Collected data

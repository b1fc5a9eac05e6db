//! Error handling and display for the CLI.

use colored::Colorize;
use thiserror::Error;

use crate::notice::{extract_error_message, format_error_notice, BackendError, Notice};

/// CLI-specific errors.
#[derive(Debug, Error)]
pub enum CliError {
    #[error("Você não está autenticado. Rode `evd auth login` para entrar.")]
    NotAuthenticated,

    #[error("Erro da API ({status}): {}", extract_error_message(.body, None))]
    Api { status: u16, body: BackendError },

    #[error("Erro de rede: {0}")]
    Network(#[from] reqwest::Error),

    #[error("O token salvo não pode ser enviado; rode `evd auth logout` e entre novamente")]
    InvalidToken,

    #[error("Resposta inválida do servidor: {0}")]
    Decode(#[from] serde_json::Error),

    #[error("{0}")]
    Other(#[from] anyhow::Error),
}

impl CliError {
    /// Create an API error from a raw response body.
    pub fn api(status: u16, body: &[u8]) -> Self {
        Self::Api {
            status,
            body: BackendError::from_body(body),
        }
    }

    pub fn status(&self) -> Option<u16> {
        match self {
            Self::Api { status, .. } => Some(*status),
            Self::Network(e) => e.status().map(|s| s.as_u16()),
            _ => None,
        }
    }

    /// Titled notice for this error.
    pub fn notice(&self) -> Notice {
        match self {
            Self::Api { status, body } => format_error_notice(Some(*status), body, None),
            Self::NotAuthenticated => Notice::error("Erro de autenticação", self.to_string()),
            other => format_error_notice(other.status(), &BackendError::default(), Some(&other.to_string())),
        }
    }
}

/// Print an error in a user-friendly format.
pub fn print_error(err: &anyhow::Error) {
    let Some(cli_err) = err.downcast_ref::<CliError>() else {
        eprintln!("{} {:#}", "Erro:".red().bold(), err);
        return;
    };

    let notice = cli_err.notice();
    eprintln!("{} {}", format!("{}:", notice.title).red().bold(), notice.message);

    match cli_err {
        CliError::NotAuthenticated => {
            eprintln!("\n{}", "Dica: rode `evd auth login` para entrar.".yellow());
        }
        CliError::Api { status: 401, .. } => {
            eprintln!(
                "\n{}",
                "Dica: sua sessão pode ter expirado. Rode `evd auth login`.".yellow()
            );
        }
        CliError::Api { status: 403, .. } => {
            eprintln!(
                "\n{}",
                "Dica: talvez você não tenha permissão para esta operação.".yellow()
            );
        }
        CliError::Network(_) => {
            eprintln!(
                "\n{}",
                "Dica: verifique sua conexão e o endereço em `evd config show`.".yellow()
            );
        }
        _ => {}
    }
}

Task objective: The lines above that hold the word "entrar" are the ones to copy.

Written response:
    #[error("Você não está autenticado. Rode `evd auth login` para entrar.")]
            eprintln!("\n{}", "Dica: rode `evd auth login` para entrar.".yellow());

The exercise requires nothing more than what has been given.